A relentlessly honest depiction of motherhood
In her debut novel, theatre artist Erin Brubacher explores the hope and heartbreak of creating a child
Multidisciplinary theatre artist Erin Brubacher knows a thing or two about human nature.
She’s directed some of the most provocative and lasting theatre projects in Canada, from Jordan Tannahill’s coming-of-age requiem “Concord Floral” to Evalyn Parry and Laakkuluk Williamson Bathory’s autobiographical concert “Kiinalik: These Sharp Tools.” Time and again, Brubacher has proven herself as a shaper of stories, using time, music and human connection as her clay.
In her debut novel “These Songs I Know By Heart,” references that align with Brubacher’s theatrical career tether the inner life of an unnamed narrator to the here and now of recent Toronto.
Over a breezy 200-plus pages, we follow a theatremaker on the threshold of 40 as she juggles domestic life — a significant other, called the Turtle; his tween daughter, called the Kid; and an as-yet unconceived baby — with a career that volleys her from Toronto to Iqaluit and all over Europe. Our narrator sees the world through the gauzy haze of her memories and, as such, time unfurls at an inconsistent pace: in the pages leading up to the pandemic, life flits quickly from scene to scene, as bittersweet endings swiftly pave the way to new beginnings.
But when the pandemic hits around the halfway point, time slows down to its most torturous nanoseconds. When can our narrator have a baby? Thanks to the shutdown of non-essential medical services like IVF, it’s hard to say. When can she return to her life as an internationally renowned director and collaborator? That’s not clear either. How will she survive each day in blisteringly close proximity to her life partner and stepdaughter? No idea.

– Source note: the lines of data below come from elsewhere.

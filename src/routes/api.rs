use axum::{Router, routing::get};
use tower_http::trace::TraceLayer;

use crate::handlers::{api, twiml};
use crate::state::AppState;
use std::sync::Arc;

/// Create the HTTP router: health check and call setup
///
/// The telephony provider may fetch `/incoming-call` with either GET or POST,
/// depending on how the phone number's webhook is configured.
pub fn create_api_router() -> Router<Arc<AppState>> {
    Router::new()
        .route("/", get(api::health_check))
        .route(
            "/incoming-call",
            get(twiml::incoming_call).post(twiml::incoming_call),
        )
        .layer(TraceLayer::new_for_http())
}
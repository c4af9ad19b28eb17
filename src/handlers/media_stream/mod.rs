//! Telephony media-stream WebSocket
//!
//! Each connection is one call. The handler connects to the realtime AI
//! endpoint and runs a [`RelaySession`](crate::core::relay::RelaySession)
//! between the two until either side goes away.
//!
//! ## Telephony → Server
//!
//! - **connected**, **stop**, **dtmf**: ignored
//! - **start**: carries the `streamSid` used on every outbound frame
//! - **media**: base64 G.711 u-law caller audio with a millisecond timestamp
//! - **mark**: playback acknowledgment
//!
//! ## Server → Telephony
//!
//! - **media**: assistant audio
//! - **mark**: `responsePart`, sent after every audio chunk
//! - **clear**: drop buffered audio after a barge-in

mod handler;

pub use handler::media_stream_handler;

“These Songs I Know By Heart” is tender, gripping and relentlessly honest in its depiction of motherhood and the years leading up to it. Our narrator doesn’t sugar-coat the anxieties of becoming a step-parent — there’s a certain calculus to bonding with a tween, no matter how cool they might seem — and the journey to our narrator and the Turtle’s eventual blended family is gorgeously nuanced. There are no heroes in this story and, as painted by Brubacher, the only villain seems to be a ticking clock.
But what makes “These Songs I Know By Heart” so successful is the double-edged gifts afforded to our narrator by time; life lessons that almost quiet the urgency to have a baby as quickly as possible. In between snapshots of daily life — a chest filled with blankets and pillows here, a conversation with an unnamed playwright who may or may not be Hannah Moscovitch there — we follow our narrator on a camping trip with an old friend named Alice. In these moments, the freneticism of work quiets to a blissful hum. That's female friendship, captured perfectly and in all its quirks by Brubacher.
In an afterword, Brubacher contends that “These Songs I Know By Heart” is a work of fiction, despite drawing from Brubacher’s own “impressions and experiences of living.”
To describe the book as a memoir would be to ignore the painstaking, gossamer layers afforded to each character by our narrator’s memories of them — memories inspired by Brubacher’s own life, sure, but the narrator of “These Songs I Know By Heart” is a woman all her own, a fictional artist in a world of fictional art.
Brubacher’s novel shows off the same flair for dramatic intimacy that makes her such a sought-after collaborator in the theatre world. It’s brisk, poetic, relatable read.